* _Records provided_:
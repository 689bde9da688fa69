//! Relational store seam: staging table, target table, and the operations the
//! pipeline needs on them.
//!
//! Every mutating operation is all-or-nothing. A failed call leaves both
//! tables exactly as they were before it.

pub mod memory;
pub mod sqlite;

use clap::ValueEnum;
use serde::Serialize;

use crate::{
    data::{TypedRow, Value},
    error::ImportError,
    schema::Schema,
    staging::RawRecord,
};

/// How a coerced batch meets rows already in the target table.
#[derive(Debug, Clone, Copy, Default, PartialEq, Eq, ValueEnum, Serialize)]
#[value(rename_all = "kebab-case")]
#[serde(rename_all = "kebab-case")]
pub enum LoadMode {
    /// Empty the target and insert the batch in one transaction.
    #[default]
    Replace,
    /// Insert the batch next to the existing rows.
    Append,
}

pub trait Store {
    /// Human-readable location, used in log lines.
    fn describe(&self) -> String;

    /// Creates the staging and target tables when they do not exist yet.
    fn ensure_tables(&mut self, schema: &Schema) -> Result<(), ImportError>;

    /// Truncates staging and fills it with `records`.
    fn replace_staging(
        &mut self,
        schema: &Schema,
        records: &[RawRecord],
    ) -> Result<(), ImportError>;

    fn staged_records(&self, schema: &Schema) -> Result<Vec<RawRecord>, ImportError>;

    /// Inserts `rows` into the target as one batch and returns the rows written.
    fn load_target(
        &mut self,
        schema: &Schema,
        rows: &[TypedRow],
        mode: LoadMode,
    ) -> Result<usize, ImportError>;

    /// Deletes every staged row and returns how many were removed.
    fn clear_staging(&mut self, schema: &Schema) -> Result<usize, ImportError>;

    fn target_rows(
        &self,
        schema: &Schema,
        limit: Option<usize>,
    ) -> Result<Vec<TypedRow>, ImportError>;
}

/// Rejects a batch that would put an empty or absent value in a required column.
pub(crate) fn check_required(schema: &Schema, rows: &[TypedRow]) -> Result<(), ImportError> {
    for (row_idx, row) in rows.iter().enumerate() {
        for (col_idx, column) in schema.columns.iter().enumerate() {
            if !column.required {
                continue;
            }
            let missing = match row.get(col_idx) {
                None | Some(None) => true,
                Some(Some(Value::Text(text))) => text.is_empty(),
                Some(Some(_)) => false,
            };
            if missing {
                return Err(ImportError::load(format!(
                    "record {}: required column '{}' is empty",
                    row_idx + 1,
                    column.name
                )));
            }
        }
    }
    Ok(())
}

* _Exercise brief_:
From the entries above, select each line containing the string "returns".

* _Answer_:
    /// Inserts `rows` into the target as one batch and returns the rows written.
    /// Deletes every staged row and returns how many were removed.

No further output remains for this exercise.